How to Create Compelling Digital Marketing Job Description – 9 Best Points

Introduction to Digital Marketing Job Description

Before you can hire the best digital marketing professionals, you have to attract them. The first step to doing that is creating compelling job descriptions that resonate with their career goals. It takes a bit of effort, but it is worth every minute you spend writing the perfect job listing. Perfect this skill, and you will begin receiving resumes from the innovative marketing pros who can help you grow your company.

In a top-tier job description, we’ll accurately describe the duties and requirements of the position, give insight into the company culture, and detail the qualifications you need. That’s not all. You will also have to employ a bit of marketing to highlight exactly why a talented online marketing professional should want to apply.
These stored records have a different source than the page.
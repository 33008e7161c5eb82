//! Keyword spellings and contextual classification tables.
//!
//! LP keywords are not reserved: `general`, `bounds`, `free` and `end` are
//! all legal variable names inside an expression. The lexer therefore
//! yields them as plain words, and the parser asks this module whether a
//! word matches a spelling expected at the current decision point. All
//! matching is case-insensitive.

use once_cell::sync::Lazy;
use rustc_hash::FxHashMap;

use crate::syntax::{Sense, SosType};

/// Keywords that can follow the constraints section: section openers plus
/// the end marker.
#[derive(Debug, Clone, Copy, PartialEq, Eq, Hash)]
pub enum SectionKeyword {
    Bounds,
    Generals,
    Integers,
    Binaries,
    SemiContinuous,
    Sos,
    End,
}

/// Section keyword spellings, lowercased. Process-wide, read-only,
/// initialized once.
static SECTION_KEYWORDS: Lazy<FxHashMap<&'static str, SectionKeyword>> = Lazy::new(|| {
    let mut table = FxHashMap::default();
    for (spelling, keyword) in [
        ("bounds", SectionKeyword::Bounds),
        ("bound", SectionKeyword::Bounds),
        ("generals", SectionKeyword::Generals),
        ("general", SectionKeyword::Generals),
        ("gen", SectionKeyword::Generals),
        ("integers", SectionKeyword::Integers),
        ("integer", SectionKeyword::Integers),
        ("binaries", SectionKeyword::Binaries),
        ("binary", SectionKeyword::Binaries),
        ("bin", SectionKeyword::Binaries),
        ("semi-continuous", SectionKeyword::SemiContinuous),
        ("semis", SectionKeyword::SemiContinuous),
        ("semi", SectionKeyword::SemiContinuous),
        ("sos", SectionKeyword::Sos),
        ("end", SectionKeyword::End),
    ] {
        table.insert(spelling, keyword);
    }
    table
});

const MINIMIZE_SPELLINGS: [&str; 4] = ["minimize", "minimise", "minimum", "min"];
const MAXIMIZE_SPELLINGS: [&str; 4] = ["maximize", "maximise", "maximum", "max"];

fn matches_any(word: &str, spellings: &[&str]) -> bool {
    spellings.iter().any(|s| word.eq_ignore_ascii_case(s))
}

/// Classify a word as a section keyword.
pub fn section_keyword(word: &str) -> Option<SectionKeyword> {
    SECTION_KEYWORDS
        .get(word.to_ascii_lowercase().as_str())
        .copied()
}

/// Classify a word as an objective sense.
pub fn sense_keyword(word: &str) -> Option<Sense> {
    if matches_any(word, &MINIMIZE_SPELLINGS) {
        Some(Sense::Minimize)
    } else if matches_any(word, &MAXIMIZE_SPELLINGS) {
        Some(Sense::Maximize)
    } else {
        None
    }
}

/// The `free` marker of a bounds declaration.
pub fn is_free_keyword(word: &str) -> bool {
    word.eq_ignore_ascii_case("free")
}

/// Classify a word as an SOS type.
pub fn sos_type(word: &str) -> Option<SosType> {
    if word.eq_ignore_ascii_case("s1") {
        Some(SosType::S1)
    } else if word.eq_ignore_ascii_case("s2") {
        Some(SosType::S2)
    } else {
        None
    }
}

/// Single-word constraints-header spellings: `st`, `s.t.` (one word
/// because `.` is an identifier character).
pub fn subject_to_single(word: &str) -> bool {
    word.eq_ignore_ascii_case("st") || word.eq_ignore_ascii_case("s.t.")
}

/// Two-word constraints-header spellings: `subject to`, `such that`.
/// Any amount of trivia may separate the words.
pub fn subject_to_pair(first: &str, second: &str) -> bool {
    (first.eq_ignore_ascii_case("subject") && second.eq_ignore_ascii_case("to"))
        || (first.eq_ignore_ascii_case("such") && second.eq_ignore_ascii_case("that"))
}

#[cfg(test)]
mod tests {
    use super::*;

    #[test]
    fn section_spellings_classify_case_insensitively() {
        assert_eq!(section_keyword("Bounds"), Some(SectionKeyword::Bounds));
        assert_eq!(section_keyword("BIN"), Some(SectionKeyword::Binaries));
        assert_eq!(
            section_keyword("Semi-Continuous"),
            Some(SectionKeyword::SemiContinuous)
        );
        assert_eq!(section_keyword("END"), Some(SectionKeyword::End));
        assert_eq!(section_keyword("x1"), None);
        // prefix spellings are exact words, not prefixes
        assert_eq!(section_keyword("bins"), None);
    }

    #[test]
    fn sense_spellings() {
        assert_eq!(sense_keyword("min"), Some(Sense::Minimize));
        assert_eq!(sense_keyword("MINIMISE"), Some(Sense::Minimize));
        assert_eq!(sense_keyword("Maximum"), Some(Sense::Maximize));
        assert_eq!(sense_keyword("maximilian"), None);
    }

    #[test]
    fn sos_type_spellings() {
        assert_eq!(sos_type("s1"), Some(SosType::S1));
        assert_eq!(sos_type("S2"), Some(SosType::S2));
        assert_eq!(sos_type("s3"), None);
    }

    #[test]
    fn subject_to_spellings() {
        assert!(subject_to_single("st"));
        assert!(subject_to_single("S.T."));
        assert!(!subject_to_single("subject"));
        assert!(subject_to_pair("Subject", "TO"));
        assert!(subject_to_pair("such", "that"));
        assert!(!subject_to_pair("subject", "that"));
    }
}
//! Recursive descent parser for the LP format
//!
//! Consumes the lazy token stream from the lexer, classifies keyword
//! spellings contextually (see `keywords`), and builds a typed
//! [`Model`]. One method per grammar production, at most a three-token
//! lookahead window, first error fatal.

use std::collections::VecDeque;

use indexmap::{IndexMap, IndexSet};
use smol_str::SmolStr;
use text_size::TextSize;
use tracing::{debug, trace};

use crate::syntax::{
    Bound, Coefficient, ComparisonOperator, Constraint, ConstraintLabel, LinearExpression,
    Magnitude, Model, NameMarker, NumericValue, Objective, Sense, Sign, SignedTerm, SosConstraint,
    SosEntry, VariableClass,
};

use super::error::{Expectation, ParseError, ParseResult, StructuralIssue};
use super::keywords::{self, SectionKeyword};
use super::lexer::{Lexer, Token, TokenKind};

/// Parse a complete LP model.
///
/// The input must be a whole model, sense through optional `End`. On
/// success every construct is recorded in the order it was read; on
/// failure the error names the first point in the text that does not fit.
pub fn parse(input: &str) -> Result<Model, ParseError> {
    let model = Parser::new(input).parse_model()?;
    debug!(
        objectives = model.objective_count(),
        constraints = model.constraint_count(),
        "parsed LP model"
    );
    Ok(model)
}

/// The parser state for a single `parse` call.
struct Parser<'a> {
    input: &'a str,
    lexer: Lexer<'a>,
    /// Lookahead window over the lazy lexer; never grows past three tokens.
    peeked: VecDeque<Token<'a>>,
}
Keep in mind that you have three goals here. The first is to draw the attention of the most talented professionals in the field. The second is to ensure that those who do respond have values, working styles, and personalities that align with your company’s mission. Finally, diversity matters. The job description you create must encourage a wide range of applicants to apply. This means ensuring that the language you use does not serve to exclude or alienate anyone who might otherwise feel compelled to apply.

This is how you get it right

Take a look at the following tips to help you ensure that your job descriptions check every box.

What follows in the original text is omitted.